Whatever happens today: Trust your magic, trust yourself, not because I trust you, though I do, but because you deserve it.
Yours,
Gavin
Rowan pressed the paper to her chest and shifted her gaze up to his face—his annoyingly handsome, utterly adoring face.
He had always seen her.
“Does that answer your question?” he asked.
“It’s pretty clear,” she said, laughing and dabbing her eyes. “Must be the pen you chose.”
“Hmm, I seem to remember someone else chose that one for me.”
“Well, it was the only fountain pen I had access to.”
“Take the win, Midwinter.” They both laughed, and he hooked his fingers around hers. “I’m sorry it took me so long to stand up to my father—really. You were right about so many things. How I am with him. How I’ve let that affect my other relationships. Alina, that was my fiancée, she didn’t see it, or if she did, she didn’t say it. Only you did.” His dark eyes searched her face. “Are you really leaving?”
She lowered her head and nodded.
“You don’t have to—”
“Yes, I do, because I’ve got responsibilities I can’t magic away. But I’m coming back as soon as all that’s settled. I can work remotely for SunlightCorps. It’ll help to have someone here on the ground anyway, assuming the collaboration goes through…Zaide’s got a spare room, the coven needs an eighth, and Winter Fest needs all the help it can get. I want to be a part of it all, and I want—” She breathed in deeply. Even if everything he’d done and said up to this point should have made the next words easy, they were still hard. “Us.
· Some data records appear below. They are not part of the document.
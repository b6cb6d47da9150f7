//! Domain Value Objects
//!
//! Immutable value types that represent domain concepts.

mod config_warning;
mod rule_id;
mod symbol_kind;
mod symbol_path;
mod verdict;
mod version;

pub use config_warning::ConfigWarning;
pub use rule_id::RuleId;
pub use symbol_kind::SymbolKind;
pub use symbol_path::{SymbolPath, MEMBER_SEPARATOR};
pub use verdict::{Verdict, VerdictKind, WindowStatus};
pub use version::ReleaseVersion;
use anyhow::Result;
use apiwarden::application::{CheckRequest, CheckUseCase, EXIT_CONFIG_ERROR, EXIT_OK};
use apiwarden::domain::services::RenameSuggester;
use apiwarden::infrastructure::{FileSnapshotSource, TomlChangeSetSource};
use apiwarden::PolicyEngine;

use super::GlobalArgs;
use crate::cli::SnapshotArgs;
use crate::ui::views::suggest::render_suggestions;

pub fn cmd_suggest_renames(snapshots: &SnapshotArgs, threshold: f32, global: &GlobalArgs) -> Result<i32> {
    let config = global.load_config()?;
    let ui = global.ui(&config);

    let use_case = CheckUseCase::new(
        FileSnapshotSource::new(),
        TomlChangeSetSource::new(),
        PolicyEngine::default(),
    );
    let request = CheckRequest::new(&snapshots.old, &snapshots.new);
    let suggester = RenameSuggester::new(threshold);

    match use_case.suggest_renames(&request, &suggester) {
        Ok(suggestions) => {
            if ui.json {
                crate::ui::json::emit(&serde_json::json!({
                    "threshold": suggester.threshold(),
                    "suggestions": suggestions,
                }))?;
            } else {
                print!("{}", render_suggestions(&suggestions, ui.color));
            }
            Ok(EXIT_OK)
        }
        Err(err) => {
            eprintln!("Error: {}", err);
            Ok(EXIT_CONFIG_ERROR)
        }
    }
}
If that’s something you want too.”
He didn’t answer with words.
There are as many kinds of kisses as there are moments in life. Kisses of hello and of good-bye. Kisses for beginnings and for ends. Kisses that mean nothing, and kisses that mean everything. Some are questions. Some are threats. Some are promises. They challenge us, charge us, and comfort us. The kiss Rowan and Gavin shared was one of new beginnings, of hope renewed and uncertain futures embraced.
When it ended, they lingered close, chest to chest: so close that from a distance, they could almost be mistaken for one person.
“So, this rule of three…” he said in a low voice. “Does that mean if you were to cast a love spell on me, you’d end up somehow even more smitten?”
She laughed, biting her lip, and squeezed his waist. “Dooming myself to your complete and total adoration.”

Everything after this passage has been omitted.